OAB-PR pode ter sua primeira presidenta mulher; oposição chama a chapa de “feudo”

Marilena Winter será a primeira mulher candidata às eleições para a presidência da entidade em toda a história

A tradicional chapa XI de Agosto leva quase todas as eleições da Ordem dos Advogados do Paraná (OAB-PR) desde a década de 1970. Ao todo, foram 15 mandatos presididos por advogados do mesmo grupo – todos homens e brancos, assim como os demais presidentes do órgão ao longo da história. A novidade é que a atual vice-presidenta da entidade, Marilena Winter, deve sair candidata pela chapa no próximo pleito, tornando-se a primeira mulher a disputar o cargo máximo da Ordem no Paraná.

“Como o processo eleitoral ainda não foi deflagrado, é uma pré-candidatura pelo grupo XI de Agosto”, confirmou Marilena ao Plural.

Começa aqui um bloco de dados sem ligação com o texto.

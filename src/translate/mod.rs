//! Translation pipeline
//!
//! question → table → columns + predicate + ordering → [`ParsedIntent`] → query text.
//! The resolution stages are shared by the SQL assembler and the Kusto template engine;
//! only the final rendering differs.

pub mod aliases;
pub mod assembler;
pub mod column_selector;
pub mod intent;
pub mod ordering;
pub mod predicate;
pub mod roles;
pub mod table_resolver;
pub mod text;

pub use aliases::AliasResolver;
pub use assembler::{assemble, assemble_intent, assemble_parameterized, outline, ParameterizedQuery, QueryOutline};
pub use intent::{Clause, CompareOp, Dialect, OrderBy, OrderDirection, ParsedIntent, Predicate, TimeWindow};
pub use table_resolver::{TableMatch, TableResolution};

use crate::error::{QueryError, Result};
use crate::schema::{Catalog, TableDescriptor};
use chrono::{NaiveDate, Utc};
use column_selector::select_columns;
use predicate::PredicateBuilder;
use serde::Serialize;
use std::sync::Arc;
use table_resolver::TableResolver;
use tracing::{debug, info};

/// A translated question
#[derive(Debug, Clone, Serialize)]
pub struct Translation {
    pub question: String,
    pub intent: ParsedIntent,
    pub resolution: TableResolution,
    pub sql: String,
    pub parameterized: ParameterizedQuery,
}

pub struct Translator {
    catalog: Arc<Catalog>,
    aliases: AliasResolver,
    reference_date: Option<NaiveDate>,
}

impl Translator {
    pub fn new(catalog: Arc<Catalog>) -> Self {
        Self {
            catalog,
            aliases: AliasResolver::new(),
            reference_date: None,
        }
    }

    pub fn with_aliases(mut self, aliases: AliasResolver) -> Self {
        self.aliases = aliases;
        self
    }

    /// Pin "today" for relative periods; the current UTC date otherwise
    pub fn with_reference_date(mut self, date: NaiveDate) -> Self {
        self.reference_date = Some(date);
        self
    }

    pub fn catalog(&self) -> &Catalog {
        &self.catalog
    }

    pub fn aliases(&self) -> &AliasResolver {
        &self.aliases
    }

    pub fn today(&self) -> NaiveDate {
        self.reference_date
            .unwrap_or_else(|| Utc::now().date_naive())
    }

    pub fn resolve_table(&self, question: &str) -> Option<TableResolution> {
        TableResolver::new(&self.catalog, &self.aliases).resolve_explained(question)
    }

    /// Resolve a question against an explicit table descriptor
    pub fn parse_for_table(&self, question: &str, table: &TableDescriptor) -> ParsedIntent {
        let columns = select_columns(question, table);
        let predicate = PredicateBuilder::new(&self.catalog, &self.aliases, self.today())
            .build_for(question, table);
        let ordering = ordering::derive(question, Some(table));

        ParsedIntent {
            table: table.name.clone(),
            columns,
            predicate,
            limit: ordering.limit,
            order: ordering.order,
        }
    }

    pub fn parse(&self, question: &str) -> Result<(ParsedIntent, TableResolution)> {
        if question.trim().is_empty() {
            return Err(QueryError::Translation("Question is empty".to_string()));
        }

        let resolution = self.resolve_table(question).ok_or_else(|| {
            QueryError::Translation(
                "Could not identify a relevant table from your question".to_string(),
            )
        })?;
        let table = self.catalog.get_table(&resolution.table).ok_or_else(|| {
            QueryError::Translation(format!("Table {} is not in the schema", resolution.table))
        })?;

        if table.columns.is_empty() {
            return Err(QueryError::Translation(format!(
                "Table {} has no columns in the schema",
                table.name
            )));
        }

        debug!("Resolved table {} ({:?})", table.name, resolution.matched_by);
        Ok((self.parse_for_table(question, table), resolution))
    }

    pub fn translate(&self, question: &str) -> Result<Translation> {
        let (intent, resolution) = self.parse(question)?;
        let sql = assemble_intent(&intent);
        let parameterized = assemble_parameterized(&intent);
        info!("🔍 Translated question to: {}", sql);

        Ok(Translation {
            question: question.to_string(),
            intent,
            resolution,
            sql,
            parameterized,
        })
    }
}

#[cfg(test)]
mod tests {
    use super::*;
    use crate::schema::ColumnMeta;

    fn translator() -> Translator {
        let integer = ColumnMeta { declared_type: "integer".into(), ..Default::default() };
        let products = ColumnMeta {
            enum_values: Some(vec!["Go-SDK".into(), "Python-SDK".into()]),
            ..Default::default()
        };
        let catalog = Catalog::new(
            vec![TableDescriptor::new("ProductUsage", "Monthly product requests")
                .with_column("Month", ColumnMeta::default())
                .with_column("Product", products)
                .with_column("RequestCount", integer.clone())
                .with_column("SubscriptionCount", integer)],
            vec![],
        );
        Translator::new(Arc::new(catalog))
            .with_reference_date(NaiveDate::from_ymd_opt(2025, 8, 20).unwrap())
    }

    #[test]
    fn test_translate() {
        let translation = translator().translate("Show me Go-SDK request counts this month").unwrap();
        assert_eq!(
            translation.sql,
            "SELECT Month, Product, RequestCount FROM ProductUsage WHERE Month LIKE '2025-08%' AND Product = 'Go-SDK' ORDER BY RequestCount DESC"
        );
        assert_eq!(translation.parameterized.params.len(), 2);
    }

    #[test]
    fn test_empty_question_is_a_translation_error() {
        assert!(matches!(translator().translate("  "), Err(QueryError::Translation(_))));
    }

    #[test]
    fn test_table_without_columns_is_a_translation_error() {
        let catalog = Catalog::new(vec![TableDescriptor::new("Hollow", "")], vec![]);
        let translator = Translator::new(Arc::new(catalog));
        assert!(matches!(translator.translate("show hollow"), Err(QueryError::Translation(_))));
    }

    #[test]
    fn test_empty_catalog_is_a_translation_error() {
        let translator = Translator::new(Arc::new(Catalog::empty()));
        assert!(matches!(translator.translate("anything"), Err(QueryError::Translation(_))));
    }
}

Solicitamos entrevista, mas ela disse que não pode se manifestar, por enquanto, em respeito às regras do processo eleitoral. A pré-candidata se dispôs a conversar com a reportagem quando for oportuno. Marilena é procuradora do município de Curitiba e professora da Pontifícia Universidade Católica do Paraná (PUCPR).

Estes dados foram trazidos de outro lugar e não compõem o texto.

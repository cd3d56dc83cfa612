//! Transport strategies
//!
//! Two ways of reaching the database, tried in order by the execution client:
//! the direct SQL query endpoint, then the management-plane query endpoint.
//! Both speak JSON over HTTPS and return the same result body.

use crate::config::{Config, MANAGEMENT_SCOPE, SQL_SCOPE};
use crate::error::{QueryError, Result};
use async_trait::async_trait;
use reqwest::Client;
use serde::Serialize;
use serde_json::{json, Map, Value};
use std::fmt;
use std::time::Duration;
use tracing::debug;

const MAX_ERROR_BODY: usize = 500;

#[derive(Debug, Clone, Copy, PartialEq, Eq, Serialize)]
#[serde(rename_all = "snake_case")]
pub enum Strategy {
    Direct,
    Management,
}

impl fmt::Display for Strategy {
    fn fmt(&self, f: &mut fmt::Formatter<'_>) -> fmt::Result {
        match self {
            Strategy::Direct => write!(f, "direct"),
            Strategy::Management => write!(f, "management"),
        }
    }
}

/// Rows as returned by the backend, before normalisation
#[derive(Debug, Clone, Default, PartialEq)]
pub struct RawResultSet {
    pub columns: Vec<String>,
    pub rows: Vec<Vec<Value>>,
    pub source: Option<String>,
}

#[async_trait]
pub trait Session: Send {
    async fn execute(&mut self, sql: &str) -> Result<RawResultSet>;
}

#[async_trait]
pub trait Transport: Send + Sync {
    fn strategy(&self) -> Strategy;

    /// Token scope this transport authenticates with
    fn scope(&self) -> &str;

    async fn connect(&self, token: &str) -> Result<Box<dyn Session>>;
}

/// Direct query endpoint on the SQL server
pub struct DirectTransport {
    client: Client,
    url: String,
    database: String,
    execution_timeout: Duration,
}

impl DirectTransport {
    pub fn new(client: Client, config: &Config) -> Self {
        Self {
            client,
            url: format!("https://{}/api/sql/v1/query", config.sql_server),
            database: config.sql_database.clone(),
            execution_timeout: config.execution_timeout(),
        }
    }

    pub fn url(&self) -> &str {
        &self.url
    }
}

#[async_trait]
impl Transport for DirectTransport {
    fn strategy(&self) -> Strategy {
        Strategy::Direct
    }

    fn scope(&self) -> &str {
        SQL_SCOPE
    }

    async fn connect(&self, token: &str) -> Result<Box<dyn Session>> {
        debug!("Opening direct session to {}", self.url);
        Ok(Box::new(HttpSession {
            client: self.client.clone(),
            url: self.url.clone(),
            token: token.to_string(),
            payload: json!({
                "database": self.database,
                "timeout": self.execution_timeout.as_secs(),
            }),
            source: format!("direct:{}", self.database),
        }))
    }
}

/// Query endpoint of the management plane
pub struct ManagementTransport {
    client: Client,
    url: String,
    database: String,
}

impl ManagementTransport {
    pub fn new(client: Client, config: &Config) -> Self {
        let url = format!(
            "{}/subscriptions/{}/resourceGroups/{}/providers/Microsoft.Sql/servers/{}/databases/{}/query?api-version={}",
            config.management_url.trim_end_matches('/'),
            config.subscription_id,
            config.resource_group,
            config.server_short_name(),
            config.sql_database,
            config.management_api_version,
        );
        Self {
            client,
            url,
            database: config.sql_database.clone(),
        }
    }

    pub fn url(&self) -> &str {
        &self.url
    }
}

#[async_trait]
impl Transport for ManagementTransport {
    fn strategy(&self) -> Strategy {
        Strategy::Management
    }

    fn scope(&self) -> &str {
        MANAGEMENT_SCOPE
    }

    async fn connect(&self, token: &str) -> Result<Box<dyn Session>> {
        debug!("Opening management session to {}", self.url);
        Ok(Box::new(HttpSession {
            client: self.client.clone(),
            url: self.url.clone(),
            token: token.to_string(),
            payload: json!({}),
            source: format!("management:{}", self.database),
        }))
    }
}

struct HttpSession {
    client: Client,
    url: String,
    token: String,
    /// Request body without the query
    payload: Value,
    source: String,
}

#[async_trait]
impl Session for HttpSession {
    async fn execute(&mut self, sql: &str) -> Result<RawResultSet> {
        let mut body = self.payload.clone();
        if let Value::Object(map) = &mut body {
            map.insert("query".to_string(), Value::String(sql.to_string()));
        }

        let response = self
            .client
            .post(&self.url)
            .bearer_auth(&self.token)
            .json(&body)
            .send()
            .await
            .map_err(map_send_error)?;

        let status = response.status();
        let text = response.text().await.map_err(map_send_error)?;
        if !status.is_success() {
            return Err(QueryError::Http {
                status: status.as_u16(),
                message: text.chars().take(MAX_ERROR_BODY).collect(),
            });
        }

        let mut result = parse_result_body(&serde_json::from_str(&text)?)?;
        if result.source.is_none() {
            result.source = Some(self.source.clone());
        }
        Ok(result)
    }
}

fn map_send_error(e: reqwest::Error) -> QueryError {
    if e.is_timeout() {
        QueryError::Timeout(e.to_string())
    } else if e.is_connect() {
        QueryError::Connection(e.to_string())
    } else if let Some(status) = e.status() {
        QueryError::Http {
            status: status.as_u16(),
            message: e.to_string(),
        }
    } else {
        QueryError::Connection(e.to_string())
    }
}

/// Read `{columns, rows, metadata.source}`; rows may be arrays or objects keyed by column
pub fn parse_result_body(body: &Value) -> Result<RawResultSet> {
    let mut columns: Vec<String> = body
        .get("columns")
        .and_then(Value::as_array)
        .map(|cols| {
            cols.iter()
                .filter_map(|c| match c {
                    Value::String(name) => Some(name.clone()),
                    Value::Object(obj) => obj.get("name").and_then(Value::as_str).map(str::to_string),
                    _ => None,
                })
                .collect()
        })
        .unwrap_or_default();

    let raw_rows = match body.get("rows") {
        Some(Value::Array(rows)) => rows.as_slice(),
        Some(Value::Null) | None => &[],
        Some(_) => {
            return Err(QueryError::TransientExecution(
                "Response rows are not an array".to_string(),
            ))
        }
    };

    if columns.is_empty() {
        if let Some(Value::Object(first)) = raw_rows.first() {
            columns = first.keys().cloned().collect();
        }
    }

    let rows = raw_rows
        .iter()
        .map(|row| match row {
            Value::Array(values) => values.clone(),
            Value::Object(obj) => columns
                .iter()
                .map(|c| obj.get(c).cloned().unwrap_or(Value::Null))
                .collect(),
            other => vec![other.clone()],
        })
        .collect();

    let source = body
        .get("metadata")
        .and_then(|m| m.get("source"))
        .and_then(Value::as_str)
        .map(str::to_string);

    Ok(RawResultSet {
        columns,
        rows,
        source,
    })
}

/// Row arrays zipped with their column names, in column order
pub fn rows_as_maps(set: &RawResultSet) -> Vec<Map<String, Value>> {
    set.rows
        .iter()
        .map(|row| {
            set.columns
                .iter()
                .enumerate()
                .map(|(i, c)| (c.clone(), row.get(i).cloned().unwrap_or(Value::Null)))
                .collect()
        })
        .collect()
}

A chapa de oposição será a Algo Novo, que disputou as eleições da OAB pela primeira vez em 2018 e saiu com 32% dos votos. “Lançamos uma chapa com 50% de mulheres. Algo até então inédito, mas que para nós era inegociável. Foi um dos motivos pelos quais a oposição se organizou”, afirma um dos participantes, o advogado Ramon Bentivenha.

Este ano, eles prometem trazer outro homem para a disputa do cargo. O pré-candidato da vez será Marcelo Trindade, sócio-fundador do escritório Trindade e Arzeno Advogados Associados. Thais Takahashi será a candidata à vice-presidência pela Algo Novo. Ela é sócia administradora da Takahashi Advogados Associados e vice-presidenta da Associação Brasileira dos Advogados Previdenciários.

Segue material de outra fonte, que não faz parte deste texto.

//! Ordering/Limit Deriver
//!
//! `top N` / `bottom N` set the limit. The sort column follows what the question
//! talks about (counts → measure, dates → temporal column); `bottom N` always sorts
//! ascending, on the measure column when nothing else is named. Direction defaults to
//! descending; when both ascending and descending cues appear, the earliest cue in
//! the question wins.

use crate::schema::TableDescriptor;
use crate::translate::intent::{OrderBy, OrderDirection};
use crate::translate::roles::{role_column, ColumnRole};
use crate::translate::text::{find_term, tokens};
use lazy_static::lazy_static;
use regex::Regex;

lazy_static! {
    static ref TOP_N: Regex = Regex::new(r"\btop\s+(\d+)\b").unwrap();
    static ref BOTTOM_N: Regex = Regex::new(r"\bbottom\s+(\d+)\b").unwrap();
    /// Comparison phrases that carry ordering words without meaning an ordering
    static ref COMPARISON_PHRASES: Regex =
        Regex::new(r"\b(?:at least|at most|minimum of|maximum of)\b").unwrap();
}

const ASCENDING_CUES: &[&str] = &[
    "lowest", "least", "minimum", "oldest", "asc", "ascending", "fewest", "bottom",
];
const DESCENDING_CUES: &[&str] = &[
    "highest", "most", "maximum", "newest", "latest", "desc", "descending",
];

const MEASURE_WORDS: &[&str] = &["count", "request", "usage"];
const TEMPORAL_WORDS: &[&str] = &["date", "time"];

#[derive(Debug, Clone, Default, PartialEq, Eq)]
pub struct Ordering {
    pub limit: Option<u32>,
    pub order: Option<OrderBy>,
}

/// Limit and sort order for `question` against `table`
pub fn derive(question: &str, table: Option<&TableDescriptor>) -> Ordering {
    let q = question.to_lowercase();

    let bottom = BOTTOM_N.captures(&q);
    let ascending = bottom.is_some();
    let limit = TOP_N
        .captures(&q)
        .or(bottom)
        .and_then(|caps| caps[1].parse::<u32>().ok());

    let column = table.and_then(|t| {
        order_column(&q, t).or_else(|| {
            ascending
                .then(|| role_column(t, ColumnRole::Measure))
                .flatten()
                .map(str::to_string)
        })
    });
    let order = column.map(|column| OrderBy {
        column,
        direction: if ascending { OrderDirection::Asc } else { direction(&q) },
    });

    Ordering { limit, order }
}

fn order_column(q: &str, table: &TableDescriptor) -> Option<String> {
    let words = tokens(q);
    let mentions = |stems: &[&str]| words.iter().any(|w| stems.iter().any(|s| w.starts_with(s)));

    let column = if mentions(MEASURE_WORDS) {
        role_column(table, ColumnRole::Measure)
    } else if mentions(TEMPORAL_WORDS) {
        role_column(table, ColumnRole::Temporal)
    } else {
        None
    };
    column.map(str::to_string)
}

/// Earliest cue wins; descending when there is none
pub fn direction(q: &str) -> OrderDirection {
    let masked = COMPARISON_PHRASES.replace_all(q, " ");
    let earliest = |cues: &[&str]| cues.iter().filter_map(|c| find_term(&masked, c)).min();

    match (earliest(ASCENDING_CUES), earliest(DESCENDING_CUES)) {
        (Some(asc), Some(desc)) if asc < desc => OrderDirection::Asc,
        (Some(_), None) => OrderDirection::Asc,
        _ => OrderDirection::Desc,
    }
}

#[cfg(test)]
mod tests {
    use super::*;
    use crate::schema::ColumnMeta;

    fn table() -> TableDescriptor {
        let integer = ColumnMeta { declared_type: "integer".into(), ..Default::default() };
        TableDescriptor::new("Usage", "")
            .with_column("Month", ColumnMeta::default())
            .with_column("Product", ColumnMeta::default())
            .with_column("RequestCount", integer.clone())
            .with_column("SubscriptionCount", integer)
    }

    #[test]
    fn test_top_n_limit() {
        let ordering = derive("Top 5 products by requests", Some(&table()));
        assert_eq!(ordering.limit, Some(5));
        assert_eq!(
            ordering.order,
            Some(OrderBy { column: "RequestCount".into(), direction: OrderDirection::Desc })
        );
    }

    #[test]
    fn test_bottom_n_sorts_ascending() {
        let ordering = derive("bottom 3 products by usage", Some(&table()));
        assert_eq!(ordering.limit, Some(3));
        assert_eq!(ordering.order.unwrap().direction, OrderDirection::Asc);
    }

    #[test]
    fn test_bottom_n_defaults_to_measure() {
        let ordering = derive("bottom 3 products", Some(&table()));
        assert_eq!(ordering.limit, Some(3));
        assert_eq!(
            ordering.order,
            Some(OrderBy { column: "RequestCount".into(), direction: OrderDirection::Asc })
        );
    }

    #[test]
    fn test_bottom_n_wins_over_descending_cue() {
        let ordering = derive("bottom 2 of the most used products", Some(&table()));
        assert_eq!(ordering.order.unwrap().direction, OrderDirection::Asc);
    }

    #[test]
    fn test_temporal_order() {
        let ordering = derive("products sorted by date, oldest first", Some(&table()));
        assert_eq!(
            ordering.order,
            Some(OrderBy { column: "Month".into(), direction: OrderDirection::Asc })
        );
    }

    #[test]
    fn test_no_order_without_cues() {
        let ordering = derive("which products exist", Some(&table()));
        assert_eq!(ordering, Ordering::default());
    }

    #[test]
    fn test_earliest_cue_wins() {
        assert_eq!(direction("lowest first, not the highest"), OrderDirection::Asc);
        assert_eq!(direction("most used, ignore the least"), OrderDirection::Desc);
        assert_eq!(direction("plain"), OrderDirection::Desc);
    }

    #[test]
    fn test_comparison_phrases_do_not_set_direction() {
        assert_eq!(direction("at least 100 requests"), OrderDirection::Desc);
        assert_eq!(direction("at most 100 requests, lowest first"), OrderDirection::Asc);
    }
}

Marcelo Trindade, pré-candidato à presidência pela chapa Algo Novo. Foto: divulgação

De acordo com a assessoria da OAB-PR, as eleições da Ordem estão previstas para a segunda quinzena de novembro. “A data, no Paraná, ainda não está definida, mas deve ser na semana de 22 a 26 de novembro”, adianta. “O edital de convocação deve ser publicado 45 dias antes. A partir dessa publicação, por 15 dias, as chapas podem se inscrever. Assim, só teremos candidaturas oficiais no mês de outubro.”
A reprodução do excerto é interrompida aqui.